Task directions | Supply the number of lines in the data below that hold "filename", and let that number be the whole answer.

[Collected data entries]

=== Section Start ===

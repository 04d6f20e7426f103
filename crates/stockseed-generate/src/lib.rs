//! Record generators for stockseed.
//!
//! Products and clients are synthesized from a catalog and fixed name pools.
//! Entries, distributions and sales are built against existing ids, with the
//! consuming generators drawing from a [`StockLedger`] so no pool goes
//! negative within a run.

pub mod catalog;
pub mod clients;
pub mod errors;
pub mod ledger;
pub mod pricing;
pub mod products;
pub mod rng;
pub mod transactions;
pub mod variations;

pub use catalog::{default_catalog, load_catalog, parse_catalog, validate_catalog};
pub use clients::{ClientGenerator, generate_cpf, verify_cpf};
pub use errors::GenerationError;
pub use ledger::{MIN_DONOR_QUANTITY, StockLedger};
pub use pricing::{PricePair, PriceRange, price_range, synthesize};
pub use products::{ProductGenerator, ProductOptions};
pub use rng::keyed_rng;
pub use transactions::{
    AllocationBatch, DistributionGenerator, EntryGenerator, ExpirationPolicy, SaleGenerator,
    TransactionOptions,
};
pub use variations::{Combination, expand, format_product_name};
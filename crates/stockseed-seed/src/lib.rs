//! Staged seeding of the inventory database.
//!
//! A [`SeedRunner`] resolves the requested stages into dependency order and
//! runs each one as a [`SeedStage`]: one unit of work per stage, committed on
//! success and rolled back on failure. Stages reach the database through the
//! [`Database`] and [`SeedTransaction`] traits and the inventory service
//! through [`InventoryApi`].

pub mod cleanup;
pub mod errors;
pub mod postgres;
pub mod remote;
pub mod runner;
pub mod settings;
pub mod stage;
pub mod stages;
pub mod store;

pub use cleanup::{CLEANUP_TABLES, select_tables, truncate_tables};
pub use errors::{SeedError, SeedResult};
pub use postgres::PgDatabase;
pub use remote::{DEFAULT_API_URL, HttpInventoryApi, InventoryApi};
pub use runner::SeedRunner;
pub use settings::{
    DatabaseLayer, DatabaseSettings, PRODUCTION_LIKE_ENVIRONMENTS, PersistenceMode,
    RunConfiguration, SettingsLayer,
};
pub use stage::{
    RunReport, SeedStage, Stage, StageContext, StageOutcome, StageOutput, StageState,
    StageStatus, StageVariant,
};
pub use store::{BatchInsert, Database, SeedTransaction, SqlValue};
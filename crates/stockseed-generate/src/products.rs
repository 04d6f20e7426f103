use chrono::{Duration, NaiveDate, Utc};
use rand::Rng;
use rand::seq::SliceRandom;
use tracing::debug;

use stockseed_core::{CandidateProduct, CatalogDefinition};

use crate::catalog::validate_catalog;
use crate::errors::GenerationError;
use crate::pricing::synthesize;
use crate::variations::{Combination, expand, format_product_name};

/// Options for product generation.
#[derive(Debug, Clone)]
pub struct ProductOptions {
    /// Cap on combinations expanded per subcategory.
    pub max_variations_per_product: usize,
    /// `date_added` is drawn from the `history_days` before this date.
    pub reference_date: NaiveDate,
    pub history_days: i64,
}

impl Default for ProductOptions {
    fn default() -> Self {
        Self {
            max_variations_per_product: 40,
            reference_date: Utc::now().date_naive(),
            history_days: 180,
        }
    }
}

/// Builds candidate products from a catalog.
#[derive(Debug, Clone)]
pub struct ProductGenerator<'a> {
    catalog: &'a CatalogDefinition,
    options: ProductOptions,
}

impl<'a> ProductGenerator<'a> {
    pub fn new(
        catalog: &'a CatalogDefinition,
        options: ProductOptions,
    ) -> Result<Self, GenerationError> {
        validate_catalog(catalog)?;
        Ok(Self { catalog, options })
    }

    /// Up to `target` products, spread evenly across categories and shuffled.
    ///
    /// Returns fewer than `target` when the catalog runs out of combinations.
    pub fn generate<R: Rng + ?Sized>(
        &self,
        target: usize,
        rng: &mut R,
    ) -> Result<Vec<CandidateProduct>, GenerationError> {
        let categories = self.catalog.category_count();
        if target == 0 || categories == 0 {
            return Ok(Vec::new());
        }

        let per_category = (target / categories).max(1);
        let mut products: Vec<CandidateProduct> = Vec::new();

        for (index, (category, subcategories)) in self.catalog.categories.iter().enumerate() {
            let category_id = index as i64 + 1;
            let mut category_products: Vec<CandidateProduct> = Vec::new();

            'subcategories: for subcategory in subcategories.values() {
                let combinations: Vec<Combination<'_>> =
                    expand(&subcategory.variations, self.options.max_variations_per_product)
                        .collect();

                for base_name in &subcategory.base_products {
                    for combination in &combinations {
                        let product =
                            self.build_product(base_name, combination, category, category_id, rng)?;
                        category_products.push(product);
                        if category_products.len() >= per_category {
                            break 'subcategories;
                        }
                    }
                }
            }

            debug!(
                category = %category,
                category_id,
                products = category_products.len(),
                "category expanded"
            );
            products.extend(category_products);

            if products.len() >= target {
                break;
            }
        }

        products.shuffle(rng);
        products.truncate(target);
        Ok(products)
    }

    fn build_product<R: Rng + ?Sized>(
        &self,
        base_name: &str,
        combination: &Combination<'_>,
        category: &str,
        category_id: i64,
        rng: &mut R,
    ) -> Result<CandidateProduct, GenerationError> {
        let prices = synthesize(category, rng)?;
        let days_back = rng.random_range(0..=self.options.history_days.max(0));
        let name = format_product_name(base_name, combination);

        Ok(CandidateProduct {
            description: format!("Produto {name}"),
            name,
            cost_price: prices.cost_price,
            sale_price: prices.sale_price,
            date_added: self.options.reference_date - Duration::days(days_back),
            active: false,
            category_id,
        })
    }
}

=== Section End ===

Answer below | 3